音の始まり

Tさんの個人レッスン、今回は、音の鳴り始めにこだわってみた。

いつものワークでは、音のしっぽに気をつけるようにと言う事は

口が酸っぱくなるくらい繰り返して言ってきてるし、

そのためのワークも何度も繰り返してやってきている。

でも、私が片手落ちだったなぁと今更気がついたのは、

音の始まりのための時間をとったことがなかったこと。

でもそこには理由もあって

これまでは、むしろ音の始まりと言うのは、

あまりにもみんながあたりまえにききすぎていて、

もしか手放した方が良いくらいの感じだった。

でも考えてみたら、

音の始まりから音が鳴り終わるまでがその音の一生なわけで、

だったら

音がやってきてから帰って行くまでのそれを味わい尽くす、

ということがやってみたくなった。

ピアノの蓋を取っ払って、中身を見たり

アフタータッチに実際に触れたりしながら、

物理的に音がなるシステムも理解。

身体の延長に楽器がある、いや楽器の延長に身体がある。

まあ、どっちでもいいんだけれどもどんな楽器にしても、

楽器と身体が地続きになったところで音が鳴る。

それは、例えばボールが地面にぶつかる時、

またあるいは水の中にものが落ちていく時、

質の違う2つの物質が出会う時に何が起こるか、

そんなことに似てるかもしれないと考えたりする。

だったらそれもやってみよう。
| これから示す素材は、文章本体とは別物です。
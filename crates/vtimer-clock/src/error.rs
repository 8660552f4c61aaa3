use thiserror::Error;

pub type Result<T> = std::result::Result<T, ClockError>;

#[derive(Debug, Clone, Copy, PartialEq, Eq, Error)]
pub enum ClockError {
    #[error("reference frequency must be non-zero")]
    ZeroReferenceFrequency,
}
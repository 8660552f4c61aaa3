//! Scaled integer arithmetic for converting between frequency domains.

/// Computes `value * mul / div` with a 128-bit intermediate.
///
/// The product of two `u64`s always fits in `u128`, so only the final quotient can exceed the
/// `u64` range; such results saturate to `u64::MAX`.
///
/// `div` must be non-zero.
#[inline]
pub fn mul_div(value: u64, mul: u64, div: u64) -> u64 {
    debug_assert!(div != 0, "mul_div: zero divisor");
    let q = (value as u128) * (mul as u128) / (div as u128);
    u64::try_from(q).unwrap_or(u64::MAX)
}

/// Like [`mul_div`], but rounds the quotient up.
///
/// Used when converting a tick delta into a wait duration, where rounding down would wake the
/// waiter before the deadline is due.
#[inline]
pub fn mul_div_ceil(value: u64, mul: u64, div: u64) -> u64 {
    debug_assert!(div != 0, "mul_div_ceil: zero divisor");
    let numer = (value as u128) * (mul as u128);
    let q = numer.div_ceil(div as u128);
    u64::try_from(q).unwrap_or(u64::MAX)
}
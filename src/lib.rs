//! Timeout-management core for emulated timer devices.
//!
//! - [`clock`]: the hardware tick counter and conversion into device frequency domains.
//! - [`timeouts`]: the fixed-capacity sorted timeout list and the timer loop built on it.

pub use vtimer_clock as clock;
pub use vtimer_timeouts as timeouts;

pub use vtimer_clock::{Clock, ClockError, ClockOptions, HostTicks, ManualTicks, TickSource};
pub use vtimer_timeouts::{
    PeriodicTimeout, SharedTimerService, TimeoutError, TimeoutHandle, TimeoutList, TimerEvent,
    TimerService, TimerServiceOptions, NO_DEADLINE,
};
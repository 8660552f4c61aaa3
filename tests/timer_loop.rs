use std::thread;
use std::time::Duration;

use vtimer::{
    Clock, HostTicks, ManualTicks, SharedTimerService, TimeoutError, TimeoutList, TimerService,
    NO_DEADLINE,
};

fn init_logging() {
    let _ = tracing_subscriber::fmt()
        .with_max_level(tracing::Level::TRACE)
        .with_test_writer()
        .try_init();
}

#[test]
fn two_timers_fire_in_deadline_order() {
    init_logging();
    let mut list = TimeoutList::<8>::new();

    let one = list.alloc().unwrap();
    assert_eq!(one.get(), 1);
    list.request(one, 500).unwrap();
    assert_eq!(list.next_deadline(), 500);

    let two = list.alloc().unwrap();
    assert_eq!(two.get(), 2);
    assert_eq!(list.request(two, 300), Ok(true));
    assert_eq!(list.next_deadline(), 300);

    assert_eq!(list.poll(300), Some(two));
    assert_eq!(list.cancel(two), Ok(true));
    assert_eq!(list.poll(300), None);
    assert_eq!(list.poll(500), Some(one));
}

#[test]
fn exhausting_capacity_is_reported_and_harmless() {
    init_logging();
    const ENTRIES: usize = 8;
    let mut list = TimeoutList::<ENTRIES>::new();

    let mut issued = Vec::new();
    for _ in 0..ENTRIES - 1 {
        issued.push(list.alloc().unwrap());
    }
    for (i, &h) in issued.iter().enumerate() {
        list.request(h, 1_000 - i as u64).unwrap();
    }
    let snapshot: Vec<_> = list.iter().collect();

    assert_eq!(
        list.alloc(),
        Err(TimeoutError::CapacityExhausted {
            capacity: ENTRIES - 1
        })
    );
    assert_eq!(list.iter().collect::<Vec<_>>(), snapshot);
    assert_eq!(list.next_deadline(), 1_000 - (ENTRIES as u64 - 2));
}

#[test]
fn fifty_hertz_tick_from_gigahertz_counter() {
    let clock = Clock::new(1_000_000_000, ManualTicks::new()).unwrap();
    assert_eq!(clock.deadline_from_delta(1, 50), 20_000_000);
    assert_eq!(
        clock.deadline_from_delta(u64::MAX, u64::MAX),
        1_000_000_000
    );
}

#[test]
fn idle_list_reports_no_deadline() {
    let mut svc: TimerService<_, 4> = TimerService::new(Clock::host());
    assert_eq!(svc.timeouts().next_deadline(), NO_DEADLINE);
    assert_eq!(svc.next_deadline(), None);
    assert!(svc.expire().is_empty());
}

#[test]
fn host_clock_timer_loop_delivers_a_short_timeout() {
    init_logging();
    let svc: SharedTimerService<HostTicks, 4> =
        SharedTimerService::new(TimerService::new(Clock::host()));
    let handle = svc.alloc().unwrap();

    let loop_thread = {
        let svc = svc.clone();
        thread::spawn(move || svc.wait_timeout(Duration::from_secs(10)))
    };

    // 2 ms in a millisecond domain.
    svc.arm_in(handle, 2, 1_000).unwrap();
    let events = loop_thread.join().expect("timer loop panicked");
    assert_eq!(events.len(), 1);
    assert_eq!(events[0].handle, handle);
}
use thiserror::Error;

pub type Result<T> = std::result::Result<T, TimeoutError>;

/// Errors reported by [`crate::TimeoutList`].
///
/// Every operation validates its arguments before touching the list, so an error never leaves
/// the list in a partially updated state.
#[derive(Debug, Clone, Copy, PartialEq, Eq, Error)]
pub enum TimeoutError {
    #[error("timeout list exhausted: all {capacity} handles are allocated")]
    CapacityExhausted { capacity: usize },

    #[error("invalid timeout handle {handle}")]
    InvalidHandle { handle: u32 },

    #[error("timeout handle {handle} is not armed")]
    NotArmed { handle: u32 },
}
そんなレッスンをした。

4年目だからこそできる遊び。

ドビュッシーの「雪の上の足跡」

残った時間で思いつきのドビッシー作曲雪の上の足跡。

これはプレリュード第一集に入っている曲。

六角形にしてみた、のだそう。雪だから

私の演奏が少し3連符が甘かったので

なんだかそれも描きとってるみたい。

2拍目4拍目のタイのところは音がないけれども独特の浮き感がある。

それも感じてるのがそのままに線に出ててびっくりした。